BMC Pregnancy Childbirth 2019 Aug 7;19(1):282. Epub 2019 Aug 7.

Maternal-Infant Studies Center (CEMI), San Juan, Puerto Rico.

Background: Until recently, Zika virus (ZIKV) infections were considered mild and self-limiting. Since 2015, they have been associated with an increase in microcephaly and other birth defects in newborns. While this association has been observed in case reports and epidemiological studies, the nature and extent of the relationship between ZIKV and adverse pregnancy and pediatric health outcomes is not well understood. With the unique opportunity to prospectively explore the full spectrum of issues related to ZIKV exposure during pregnancy, we undertook a multi-country, prospective cohort study to evaluate the association between ZIKV and pregnancy, neonatal, and infant outcomes.

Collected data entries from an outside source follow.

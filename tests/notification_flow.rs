mod common;

use std::sync::Arc;
use std::sync::atomic::{AtomicUsize, Ordering};

use tokio::sync::oneshot;

use common::{FakeDeliveryApi, FakeNotificationApi, FakeSensor, FakeTransport, notification, push_payload, settle};
use sparrow_tracking::{
    ClientConfig, ClientSession, Collaborators, SparrowError,
    services::channel::TopicKind,
    services::events::{EventBus, EventKind},
    services::notification_store::NotificationStore,
    services::router::NotificationEventRouter,
};

fn store_with(api: Arc<FakeNotificationApi>, entries: &[(i64, bool)]) -> NotificationStore {
    let store = NotificationStore::new(api, 100);
    for (id, is_read) in entries {
        store.prepend(notification(*id, *is_read));
    }
    store
}

fn unread_entries(store: &NotificationStore) -> usize {
    store.snapshot().iter().filter(|n| !n.is_read).count()
}

#[tokio::test]
async fn mark_all_read_confirms_before_mutating() {
    let entries = [(1, false), (2, true), (3, false), (4, true), (5, false)];

    let api = Arc::new(FakeNotificationApi::default());
    let store = store_with(api.clone(), &entries);
    assert_eq!(store.unread_count(), 3);

    store.mark_all_read(4).await.unwrap();
    assert_eq!(store.unread_count(), 0);
    assert!(store.snapshot().iter().all(|n| n.is_read));
    assert_eq!(api.mark_all_calls.load(Ordering::SeqCst), 1);

    let api = Arc::new(FakeNotificationApi::default());
    let store = store_with(api.clone(), &entries);
    api.reject.store(true, Ordering::SeqCst);

    let err = store.mark_all_read(4).await.unwrap_err();
    assert!(matches!(err, SparrowError::BackendRejection { status: 500, .. }));
    assert_eq!(store.unread_count(), 3);
    assert_eq!(unread_entries(&store), 3);
}

#[tokio::test]
async fn mark_all_read_spares_notifications_pushed_while_in_flight() {
    let api = Arc::new(FakeNotificationApi::default());
    let (release, gate) = oneshot::channel();
    *api.mark_all_gate.lock() = Some(gate);
    let store = Arc::new(store_with(api.clone(), &[(1, false), (2, true), (3, false)]));

    let pending = tokio::spawn({
        let store = store.clone();
        async move { store.mark_all_read(4).await }
    });
    while api.mark_all_calls.load(Ordering::SeqCst) == 0 {
        tokio::task::yield_now().await;
    }

    // arrives while the backend call is still open
    assert!(store.prepend(notification(99, false)));
    assert_eq!(store.unread_count(), 3);

    release.send(()).unwrap();
    pending.await.unwrap().unwrap();

    assert!(!store.get(99).unwrap().is_read);
    assert!(store.get(1).unwrap().is_read);
    assert!(store.get(3).unwrap().is_read);
    assert_eq!(store.unread_count(), 1);
    assert_eq!(unread_entries(&store), 1);
}

#[tokio::test]
async fn unread_counter_tracks_entries_through_mixed_operations() {
    let api = Arc::new(FakeNotificationApi::default());
    let store = store_with(api.clone(), &[(1, false), (2, false), (3, true), (4, false)]);

    let script: [(&str, i64); 9] = [
        ("read", 1),
        ("read", 1),
        ("delete", 2),
        ("read", 3),
        ("read", 42),
        ("delete", 3),
        ("read", 4),
        ("delete", 4),
        ("read", 4),
    ];
    for (op, id) in script {
        match op {
            "read" => {
                store.mark_read(id).await.unwrap();
            }
            _ => {
                store.delete(id).await.unwrap();
            }
        }
        assert_eq!(store.unread_count(), unread_entries(&store), "after {} {}", op, id);
    }

    assert_eq!(store.unread_count(), 0);
    assert_eq!(store.len(), 1);
    assert_eq!(*api.deleted.lock(), vec![2, 3, 4]);
}

#[tokio::test]
async fn refresh_does_not_duplicate_pushed_notification() {
    let api = Arc::new(FakeNotificationApi::default());
    let store = Arc::new(NotificationStore::new(api.clone(), 100));
    let router = NotificationEventRouter::new(store.clone(), EventBus::new());

    router
        .handle_payload(TopicKind::Notifications, &push_payload(1234))
        .unwrap();

    // the page carries the same notification plus older history
    *api.page.lock() = vec![notification(1234, false), notification(1200, true), notification(1100, false)];
    let added = store.refresh(4, 0, 20).await.unwrap();

    assert_eq!(added, 2);
    let ids: Vec<i64> = store.snapshot().iter().map(|n| n.id).collect();
    assert_eq!(ids, vec![1234, 1200, 1100]);
    assert_eq!(store.snapshot().iter().filter(|n| n.id == 1234).count(), 1);
    assert_eq!(store.unread_count(), 2);

    // refreshing again changes nothing
    assert_eq!(store.refresh(4, 0, 20).await.unwrap(), 0);
    assert_eq!(store.len(), 3);
}

#[tokio::test]
async fn refresh_failure_leaves_store_untouched() {
    let api = Arc::new(FakeNotificationApi::default());
    let store = store_with(api.clone(), &[(1, false)]);
    api.reject.store(true, Ordering::SeqCst);

    assert!(store.refresh(4, 0, 20).await.is_err());
    assert_eq!(store.len(), 1);
    assert_eq!(store.unread_count(), 1);
}

#[tokio::test]
async fn backend_unread_count_does_not_overwrite_local_counter() {
    let api = Arc::new(FakeNotificationApi::default());
    let store = store_with(api.clone(), &[(1, false)]);
    *api.backend_unread.lock() = 17;

    assert_eq!(store.backend_unread_count(4).await.unwrap(), 17);
    assert_eq!(store.unread_count(), 1);
}

#[tokio::test(start_paused = true)]
async fn session_routes_pushes_into_store_and_events() {
    let transport = FakeTransport::new(false);
    let notifications = Arc::new(FakeNotificationApi::default());
    *notifications.page.lock() = vec![notification(10, true), notification(11, false)];

    let session = ClientSession::new(
        ClientConfig::default(),
        4,
        "token",
        Collaborators {
            transport: transport.clone(),
            notifications: notifications.clone(),
            deliveries: Arc::new(FakeDeliveryApi::default()),
            sensor: FakeSensor::new(false),
        },
    );

    let deliveries = Arc::new(AtomicUsize::new(0));
    let hits = deliveries.clone();
    let _listener = session.events.subscribe(EventKind::DeliveryUpdate, move |_| {
        hits.fetch_add(1, Ordering::SeqCst);
    });
    let mut alerts = session.router.alerts();

    session.start().await.unwrap();
    assert!(session.channel.is_connected());
    assert_eq!(session.store.len(), 2);
    assert_eq!(session.channel.subscribed_topics().len(), 4);

    transport
        .push("/user/4/queue/deliveries", &push_payload(12))
        .await;
    transport
        .push("/user/4/queue/notifications", "not a notification")
        .await;
    settle().await;

    assert_eq!(deliveries.load(Ordering::SeqCst), 1);
    assert_eq!(session.store.snapshot()[0].id, 12);
    assert_eq!(session.store.unread_count(), 2);
    assert_eq!(alerts.try_recv().unwrap().notification_id, 12);
    assert!(session.channel.is_connected());

    session.mark_all_read().await.unwrap();
    assert_eq!(session.store.unread_count(), 0);

    session.shutdown().await;
    assert!(!session.channel.is_connected());
}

Methods: At research sites in ZIKV endemic regions of Brazil (4 sites), Colombia, Guatemala, Nicaragua, Puerto Rico (2 sites), and Peru, up to 10,000 pregnant women will be recruited and consented in the first and early second trimesters of pregnancy and then followed through delivery up to 6 weeks post-partum; their infants will be followed until at least 1 year of age. Pregnant women with symptomatic ZIKV infection confirmed by presence of ZIKV RNA and/or IgM for ZIKV will also be enrolled, regardless of gestational age. Participants will be tested monthly for ZIKV infection; additional demographic, physical, laboratory and environmental data will be collected to assess the potential interaction of these variables with ZIKV infection. Delivery outcomes and detailed infant assessments, including physical and neurological outcomes, will be obtained.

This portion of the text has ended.